Même si le triage visuel élimine certains risques, il n’est pas parfait : « Si l’on peut parfois détecter la présence du champignon par une arachide moisie, ce n’est souvent pas possible », précise Maurice Doyon, un autre chercheur de l’Université Laval qui participe à ces recherches.
MESURES CONCRÈTES
En Haïti, l’arachide est principalement consommée sous la forme de beurre. « Ce n’est pas un secteur de production important dans l’île, mais c’est un aliment très consommé dans les familles haïtiennes », dit Frantz Roby Point Du Jour. Pour prévenir la contamination, certaines méthodes d’entreposage restent assez efficaces, comme l’utilisation d’une bâche pour le séchage, le tri visuel des arachides (pour au moins éliminer les fruits décolorés, moisis) et le recours à des sacs qui évacuent l’humidité. Souvent, ni les producteurs ni les consommateurs ne connaissent le problème. Et surtout, les mesures pour le contrer entraînent toutes des coûts supplémentaires, alors que la production d’arachide demeure une « filière qui engendre de la pauvreté », affirme Patrice Dion.
« Le meilleur incitatif serait une règlementation qui imposerait des quantités d’aflatoxines tolérables dans un produit, comme au Canada », relève-t-il.
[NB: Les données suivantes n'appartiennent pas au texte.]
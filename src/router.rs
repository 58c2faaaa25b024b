//! # Routing
//!
//! - `GET /health` - liveness probe
//! - `POST /v1/uploads` - assemble the submitted files into one object
//! - `GET /v1/uploads` - upload sessions in flight
//! - `OPTIONS *` - CORS preflight

use worker::*;
use std::sync::Arc;

use crate::config::Config;
use crate::handlers::*;
use crate::logging::Logger;
use crate::middleware::CorsMiddleware;
use crate::registry::SessionRegistry;

/// Dispatches a request by method and path. `registry` is shared by every
/// request served from this isolate.
pub async fn handle_request(
    req: Request,
    env: Env,
    config: Arc<Config>,
    registry: Arc<SessionRegistry>,
    logger: Logger,
) -> Result<Response> {
    if req.method() == Method::Options {
        return CorsMiddleware::handle_preflight();
    }

    let url = req.url()?;
    let path = url.path();
    let method = req.method();

    logger.info(
        "Routing request",
        crate::log_data!("method" => method.to_string(), "path" => path),
    );

    match (method, path) {
        (Method::Get, "/health") => handle_health_check(req, env).await,

        (Method::Post | Method::Get, path) if path.starts_with("/v1/uploads") => {
            handle_upload_routes(req, env, config, registry, logger).await
        }

        _ => handle_not_found(req, env).await,
    }
}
L’Agence canadienne d’inspection des aliments tolère ainsi une concentration de 15 parties par milliard d’aflatoxines totales pour les noix et les produits de noix. Même si l’équipe a travaillé avec le tout jeune Bureau haïtien de normalisation, ce genre de règlementation n’existe toujours pas en Haïti. La solution réside-t-elle alors dans un compromis entre les producteurs et les acheteurs ? C’est ce que l’équipe a voulu vérifier. Selon les conclusions de Phendy Jacques, qui a fait sa maîtrise dans le nord d’Haïti, les consommateurs conscientisés sont prêts à payer un surplus pour avoir un produit exempt d’aflatoxines, et ce montant suffirait largement à couvrir les coûts des mesures pour les producteurs. « Le consommateur, une fois informé, veut payer ce supplément », observe M. Jacques.
Les chercheurs ont également étudié les possibilités de récupération des arachides rejetées lors des tris. « Idéalement, on devrait jeter, brûler et enterrer ces arachides. Mais on sait bien que certaines arachides seront transformées en beurre ou données aux poulets par exemple, mentionne Patrice Dion. Les habitants nous ont dit qu’ils comprenaient maintenant pourquoi leurs poulets étaient malades ! » Avec le Chibas, un des partenaires locaux, le professeur et ses collègues examinent s’il serait possible de produire une huile d’arachide clarifiée qui ne contiendrait plus d’aflatoxines. Les résidus, dilués avec de la moulée, pourraient être utilisés de façon sécuritaire pour nourrir les animaux.
L’équipe a désormais en main une feuille de route pour lutter effectivement contre le problème. Mais comme partout ailleurs, la pandémie de COVID-19 a tout chamboulé. L’atelier de clôture du projet, qui rassemblera autant les grands acteurs industriels que les producteurs traditionnels et les représentants du gouvernement, a été déplacé à la fin octobre. Les chercheurs ne se font pas d’illusion : dans un pays frappé par plusieurs problèmes urgents, celui des aflatoxines peut rapidement tomber en bas de la liste des priorités. « L’enjeu des aflatoxines ne peut être séparé de la réalité sociale et économique du pays. Seules des transformations en profondeur viendront à bout de cette problématique », souligne Patrice Dion.
Le projet de recherche décrit dans cet article et la production de ce reportage ont été rendus possibles grâce au soutien du Centre de recherches pour le développement international du Canada (CRDI).